The benefits of using cyclosporin in organ transplantation to prevent graft rejection outweigh its potential disadvantages, but with the use of low-dose cyclosporin in relatively healthy individuals, such as those with psoriasis, the risk:benefit ratio is altered. The effects of low-dose cyclosporin (< 5 mg/kg body weight) on liver function and serum lipids and lipoproteins were examined in 40 normolipidaemic, normotensive psoriasis patients with normal renal function. After 3 months of treatment, serum cholesterol and bilirubin concentrations and alkaline phosphatase activity increased significantly (p = 0.001), and glomerular filtration rate (GFR) declined from 107 to 96 ml/min/1.73 m2 (p = 0.05).

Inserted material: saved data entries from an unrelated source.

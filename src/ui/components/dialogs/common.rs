use ratatui::{
    layout::Alignment,
    style::{Color, Modifier, Style},
    text::{Line, Span},
    widgets::{Block, BorderType, Borders, Paragraph},
};

/// Creates a styled main dialog block
pub fn create_dialog_block(title: String, theme_color: Color) -> Block<'static> {
    Block::default()
        .borders(Borders::ALL)
        .border_type(BorderType::Rounded)
        .title(title)
        .title_style(Style::default().fg(theme_color).add_modifier(Modifier::BOLD))
        .style(Style::default().fg(theme_color))
}

/// Instruction shortcut definition: (key, color, description)
pub type InstructionShortcut = (&'static str, Color, &'static str);

/// Creates a paragraph with color-coded instruction shortcuts
pub fn create_instructions_paragraph<'a>(instructions: &[InstructionShortcut]) -> Paragraph<'a> {
    let mut instruction_text = Vec::new();
    for (key, color, desc) in instructions {
        instruction_text.push(Span::styled(
            *key,
            Style::default().fg(*color).add_modifier(Modifier::BOLD),
        ));
        instruction_text.push(Span::styled(*desc, Style::default().fg(Color::Gray)));
    }

    Paragraph::new(Line::from(instruction_text)).alignment(Alignment::Center)
}

/// Common instruction shortcuts used across dialogs
pub mod shortcuts {
    use super::*;

    pub const SEPARATOR: InstructionShortcut = (" • ", Color::Gray, "");
    pub const ESC_CANCEL: InstructionShortcut = ("Esc", Color::Red, " Cancel");
    pub const Y_CONFIRM: InstructionShortcut = ("y", Color::Green, " Delete");
    pub const N_DECLINE: InstructionShortcut = ("n", Color::Yellow, " Keep");
}
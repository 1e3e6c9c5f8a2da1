//! Network requests issued by the controller and their results.
//!
//! Controller operations never touch the network themselves. An operation that
//! needs the remote resource returns a [`Command`]; whoever owns the runtime
//! executes it and hands the resulting [`Completion`] back to
//! [`Controller::apply`](super::Controller::apply).

use log::{debug, warn};

use super::task::TaskId;
use crate::backend::{Backend, BackendError, BackendTask, CreatedTask, TaskPayload};

#[derive(Debug, Clone, PartialEq, Eq)]
pub enum Command {
    Load { limit: u32 },
    Create { title: String },
    SaveTitle { id: TaskId, title: String, completed: bool },
    SetCompleted { id: TaskId, title: String, completed: bool },
    Delete { id: TaskId },
}

#[derive(Debug, Clone, PartialEq, Eq)]
pub enum Completion {
    Loaded(Result<Vec<BackendTask>, BackendError>),
    Created {
        title: String,
        result: Result<CreatedTask, BackendError>,
    },
    TitleSaved {
        id: TaskId,
        title: String,
        result: Result<(), BackendError>,
    },
    CompletionSet {
        id: TaskId,
        completed: bool,
        result: Result<(), BackendError>,
    },
    Deleted {
        id: TaskId,
        result: Result<(), BackendError>,
    },
}

impl Command {
    /// Short human description used in logs and task manager bookkeeping.
    pub fn describe(&self) -> String {
        match self {
            Self::Load { limit } => format!("Load tasks (limit {})", limit),
            Self::Create { title } => format!("Create task '{}'", title),
            Self::SaveTitle { id, title, .. } => format!("Save task {} as '{}'", id, title),
            Self::SetCompleted { id, completed, .. } => format!("Set task {} completed={}", id, completed),
            Self::Delete { id } => format!("Delete task {}", id),
        }
    }

    /// Run the request against `backend`. Failures are captured in the
    /// returned completion, never propagated.
    pub async fn execute(self, backend: &dyn Backend) -> Completion {
        let description = self.describe();
        debug!("Executing command: {}", description);

        let completion = match self {
            Self::Load { limit } => Completion::Loaded(backend.fetch_tasks(limit).await),
            Self::Create { title } => {
                let payload = TaskPayload {
                    user_id: backend.user_id(),
                    title: title.clone(),
                    completed: false,
                };
                let result = backend.create_task(payload).await;
                Completion::Created { title, result }
            }
            Self::SaveTitle { id, title, completed } => {
                let payload = TaskPayload {
                    user_id: backend.user_id(),
                    title: title.clone(),
                    completed,
                };
                let result = backend.update_task(id, payload).await;
                Completion::TitleSaved { id, title, result }
            }
            Self::SetCompleted { id, title, completed } => {
                let payload = TaskPayload {
                    user_id: backend.user_id(),
                    title,
                    completed,
                };
                let result = backend.update_task(id, payload).await;
                Completion::CompletionSet { id, completed, result }
            }
            Self::Delete { id } => Completion::Deleted {
                id,
                result: backend.delete_task(id).await,
            },
        };

        if let Some(e) = completion.error() {
            warn!("Command failed: {}: {}", description, e);
        }
        completion
    }
}

impl Completion {
    pub fn error(&self) -> Option<&BackendError> {
        match self {
            Self::Loaded(result) => result.as_ref().err(),
            Self::Created { result, .. } => result.as_ref().err(),
            Self::TitleSaved { result, .. } => result.as_ref().err(),
            Self::CompletionSet { result, .. } => result.as_ref().err(),
            Self::Deleted { result, .. } => result.as_ref().err(),
        }
    }

    pub fn is_success(&self) -> bool {
        self.error().is_none()
    }
}
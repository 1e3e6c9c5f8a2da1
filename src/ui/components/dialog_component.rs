use crate::controller::DeletePrompt;
use crate::icons::IconService;
use crate::logger::Logger;
use crate::ui::components::dialogs::{DeleteConfirmationDialog, HelpDialog, LogsDialog};
use crate::ui::core::{
    actions::{Action, DialogType},
    Component,
};
use crossterm::event::{KeyCode, KeyEvent};
use ratatui::{layout::Rect, Frame};

/// Modal overlays: help, logs and the delete confirmation prompt.
///
/// The delete prompt mirrors the controller's pending delete and takes
/// precedence over the other dialogs for key handling.
pub struct DialogComponent {
    pub dialog_type: Option<DialogType>,
    pending_delete: Option<DeletePrompt>,
    icons: IconService,
    logger: Logger,
}

impl DialogComponent {
    pub fn new(logger: Logger, icons: IconService) -> Self {
        Self {
            dialog_type: None,
            pending_delete: None,
            icons,
            logger,
        }
    }

    pub fn update_data(&mut self, pending_delete: Option<DeletePrompt>, icons: IconService) {
        self.pending_delete = pending_delete;
        self.icons = icons;
    }

    pub fn is_visible(&self) -> bool {
        self.dialog_type.is_some() || self.pending_delete.is_some()
    }

    pub fn is_confirming_delete(&self) -> bool {
        self.pending_delete.is_some()
    }

    fn handle_delete_keys(&self, key: KeyEvent) -> Action {
        match key.code {
            KeyCode::Char('y') | KeyCode::Char('Y') | KeyCode::Enter => Action::ResolveDelete(true),
            KeyCode::Char('n') | KeyCode::Char('N') | KeyCode::Esc => Action::ResolveDelete(false),
            _ => Action::None,
        }
    }
}

impl Component for DialogComponent {
    fn handle_key_events(&mut self, key: KeyEvent) -> Action {
        if self.pending_delete.is_some() {
            return self.handle_delete_keys(key);
        }

        match (&self.dialog_type, key.code) {
            (Some(DialogType::Help), KeyCode::Esc | KeyCode::Char('?') | KeyCode::Char('q')) => Action::HideDialog,
            (Some(DialogType::Logs), KeyCode::Esc | KeyCode::Char('G') | KeyCode::Char('q')) => Action::HideDialog,
            _ => Action::None,
        }
    }

    fn update(&mut self, action: Action) -> Action {
        match action {
            Action::ShowDialog(dialog_type) => {
                self.dialog_type = Some(dialog_type);
                Action::None
            }
            Action::HideDialog => {
                self.dialog_type = None;
                Action::None
            }
            _ => action,
        }
    }

    fn render(&mut self, f: &mut Frame, rect: Rect) {
        match &self.dialog_type {
            Some(DialogType::Help) => HelpDialog::render(f, rect, &self.icons),
            Some(DialogType::Logs) => LogsDialog::render(f, rect, &self.logger),
            None => {}
        }

        if let Some(prompt) = &self.pending_delete {
            DeleteConfirmationDialog::render(f, rect, prompt, &self.icons);
        }
    }
}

All these values returned to pretreatment levels 3 months after cessation of cyclosporin. In 15 patients in whom lipoproteins were isolated by ultracentrifugation, there was an increase in plasma low-density lipoprotein (LDL) cholesterol (p = 0.05), but very-low-density lipoprotein cholesterol, high-density lipoprotein (HDL) and HDL2 and HDL3 cholesterol concentrations did not change. The increases in serum bilirubin, alkaline phosphatase activity and LDL cholesterol, seen in individuals with normal baseline liver and renal function, which reverted to baseline following cessation of cyclosporin, suggest that cyclosporin-induced hypercholesterolaemia may be due to either decreased biliary excretion of cholesterol or impaired catabolism of LDL.